A cookie table is a wedding tradition where in addition to a wedding cake, a large table with different cookies is presented to guests at the wedding reception. Cookies are generally prepared by family members in advance of the reception. It is typically a  tradition in Pittsburgh, Pennsylvania, and Youngstown, Ohio.

Cookie tables are included in primarily Italian, Polish or Catholic wedding receptions. Other groups that also have cookie tables or cookie platters are the Greeks, Slovaks, Serbian Orthodox, Austrian/Hungarian, and Scandinavians. The inclusion of a cookie table is more widely known where those of Italian ancestry settled, and also in some cases, of the other groups mentioned above. Where a settlement did not consist of sizable numbers of Italian or Eastern European groups, the number of those who were familiar with cookie tables decreased. Cookie tables were better known in the east than in the mid-west, south, southwest or west.
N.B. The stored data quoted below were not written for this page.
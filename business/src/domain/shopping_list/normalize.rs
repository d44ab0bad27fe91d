use once_cell::sync::Lazy;
use regex::Regex;

static APOSTROPHES: Lazy<Option<Regex>> = Lazy::new(|| Regex::new(r"['’]").ok());
static PUNCTUATION: Lazy<Option<Regex>> = Lazy::new(|| Regex::new(r"[^\p{L}\p{N}\s]+").ok());

/// Canonical form of an ingredient name used as the grouping key.
///
/// Lower-cases, drops apostrophes, turns any other punctuation into spaces,
/// collapses whitespace and singularizes the last word. Idempotent.
pub fn normalize_ingredient_name(name: &str) -> String {
    let lowered = name.to_lowercase();
    let without_apostrophes = replace(&APOSTROPHES, &lowered, "");
    let stripped = replace(&PUNCTUATION, &without_apostrophes, " ");

    let mut words: Vec<&str> = stripped.split_whitespace().collect();
    let last = match words.pop() {
        Some(last) => singularize(last),
        None => return String::new(),
    };
    words.push(&last);
    words.join(" ")
}

fn replace(pattern: &Lazy<Option<Regex>>, text: &str, with: &str) -> String {
    pattern
        .as_ref()
        .map(|re| re.replace_all(text, with).into_owned())
        .unwrap_or_else(|| text.to_string())
}

fn singularize(word: &str) -> String {
    let chars = word.chars().count();

    if word.ends_with("ss") || word.ends_with("us") || word.ends_with("is") {
        return word.to_string();
    }
    if chars > 4 && word.ends_with("ies") {
        return format!("{}y", &word[..word.len() - 3]);
    }
    if chars > 4 && word.ends_with("oes") {
        return word[..word.len() - 2].to_string();
    }
    if chars > 4 && ["ches", "shes", "sses"].iter().any(|s| word.ends_with(s)) {
        return word[..word.len() - 2].to_string();
    }
    if chars > 3 && word.ends_with("xes") {
        return word[..word.len() - 2].to_string();
    }
    if chars > 2 && word.ends_with('s') {
        return word[..word.len() - 1].to_string();
    }
    word.to_string()
}
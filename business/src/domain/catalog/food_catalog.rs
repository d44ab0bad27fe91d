use std::collections::HashMap;
use std::sync::Arc;

use super::errors::CatalogError;
use super::model::{CatalogFilter, FoodItem};
use super::value_objects::FoodId;

/// Read-only food reference data.
///
/// Built once from a [`CatalogSource`](super::source::CatalogSource) and then
/// shared behind an `Arc`; nothing mutates it afterwards, so concurrent plan
/// builds read it without locking.
#[derive(Debug)]
pub struct FoodCatalog {
    items: Vec<Arc<FoodItem>>,
    index: HashMap<FoodId, usize>,
}

impl FoodCatalog {
    /// Freezes `items`, ordered by id. Duplicate ids are rejected.
    pub fn new(items: Vec<FoodItem>) -> Result<Self, CatalogError> {
        let mut items = items;
        items.sort_by(|a, b| a.id.cmp(&b.id));

        let mut index = HashMap::with_capacity(items.len());
        for (position, item) in items.iter().enumerate() {
            if index.insert(item.id.clone(), position).is_some() {
                return Err(CatalogError::DuplicatedId(item.id.to_string()));
            }
        }

        Ok(Self {
            items: items.into_iter().map(Arc::new).collect(),
            index,
        })
    }

    pub fn len(&self) -> usize {
        self.items.len()
    }

    pub fn is_empty(&self) -> bool {
        self.items.is_empty()
    }

    /// Items matching `filter`, in id order.
    pub fn find(&self, filter: &CatalogFilter) -> Vec<Arc<FoodItem>> {
        self.items
            .iter()
            .filter(|item| filter.matches(item))
            .cloned()
            .collect()
    }

    pub fn get(&self, id: &FoodId) -> Result<Arc<FoodItem>, CatalogError> {
        self.index
            .get(id)
            .map(|position| self.items[*position].clone())
            .ok_or_else(|| CatalogError::NotFound(id.to_string()))
    }
}
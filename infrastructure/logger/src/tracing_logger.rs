use business::domain::logger::Logger;
use tracing::{debug, error, info, warn};

/// [`Logger`] adapter forwarding every message to `tracing` under a fixed
/// target, so `RUST_LOG=planner=debug` selects planner output only.
#[derive(Debug, Default, Clone, Copy)]
pub struct TracingLogger;

impl Logger for TracingLogger {
    fn info(&self, message: &str) {
        info!(target: "planner", "{}", message);
    }
    fn warn(&self, message: &str) {
        warn!(target: "planner", "{}", message);
    }
    fn error(&self, message: &str) {
        error!(target: "planner", "{}", message);
    }
    fn debug(&self, message: &str) {
        debug!(target: "planner", "{}", message);
    }
}

#[cfg(test)]
mod tests {
    use super::*;

    #[test]
    fn should_be_usable_as_logger_port() {
        let logger: std::sync::Arc<dyn Logger> = std::sync::Arc::new(TracingLogger);

        logger.info("plan built");
        logger.debug("slot composed");
    }
}
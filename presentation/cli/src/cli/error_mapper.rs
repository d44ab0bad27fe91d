use business::domain::catalog::errors::CatalogError;
use business::domain::meal::errors::ComposeError;
use business::domain::plan::errors::PlanError;
use business::domain::shopping_list::errors::ShoppingListError;

use crate::cli::error::{ErrorResponse, ExitStatus, IntoCliError, error_response};

impl IntoCliError for PlanError {
    fn into_cli_error(self) -> (ExitStatus, ErrorResponse) {
        let (status, name, message) = match &self {
            PlanError::InvalidProfile(inner) => {
                return (
                    ExitStatus::Validation,
                    error_response("ValidationError", &inner.to_string()),
                );
            }
            PlanError::InvalidRequest(_) => (
                ExitStatus::Validation,
                "ValidationError",
                "plan.invalid_request",
            ),
            PlanError::BuildFailure {
                reason: ComposeError::Infeasible { reason },
                day_index,
                slot_type,
            } => {
                let mut response = error_response("InfeasibleError", "plan.build_failure");
                response.details = Some(serde_json::json!({
                    "day_index": day_index,
                    "slot_type": slot_type,
                    "reason": reason,
                }));
                return (ExitStatus::Infeasible, response);
            }
            PlanError::InvalidTransition { .. } => (
                ExitStatus::Internal,
                "StateError",
                "plan.invalid_transition",
            ),
            PlanError::Incomplete { .. } => {
                (ExitStatus::Internal, "StateError", "plan.incomplete")
            }
            PlanError::NotFound => (ExitStatus::NotFound, "NotFound", "plan.not_found"),
            PlanError::Cancelled => (ExitStatus::Internal, "Cancelled", "plan.cancelled"),
            PlanError::Repository(_) => (
                ExitStatus::Internal,
                "InternalError",
                "repository.persistence",
            ),
        };

        (status, error_response(name, message))
    }
}

impl IntoCliError for ShoppingListError {
    fn into_cli_error(self) -> (ExitStatus, ErrorResponse) {
        let (status, name, message) = match &self {
            ShoppingListError::InvalidState { .. } => (
                ExitStatus::Internal,
                "StateError",
                "shopping_list.invalid_state",
            ),
            ShoppingListError::PlanNotFound => (
                ExitStatus::NotFound,
                "NotFound",
                "shopping_list.plan_not_found",
            ),
            ShoppingListError::Repository(_) => (
                ExitStatus::Internal,
                "InternalError",
                "repository.persistence",
            ),
        };

        (status, error_response(name, message))
    }
}

impl IntoCliError for CatalogError {
    fn into_cli_error(self) -> (ExitStatus, ErrorResponse) {
        let (status, name) = match &self {
            CatalogError::NotFound(_) => (ExitStatus::NotFound, "NotFound"),
            CatalogError::SourceUnavailable => (ExitStatus::Internal, "CatalogUnavailable"),
            CatalogError::DuplicatedId(_)
            | CatalogError::InvalidItem(_)
            | CatalogError::InvalidFormat => (ExitStatus::Validation, "CatalogError"),
        };

        (status, error_response(name, &self.to_string()))
    }
}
Research by the Arms Family Museum of Local History in Youngstown discovered the dominant areas for cookie tables were northeastern Ohio and western Pennsylvania, including New Castle, Pennsylvania. Cookie tables were also well known in West Virginia, Virginia, New York, New Jersey and Delaware. States where they were unknown or not present included Washington, California, Texas and Nevada.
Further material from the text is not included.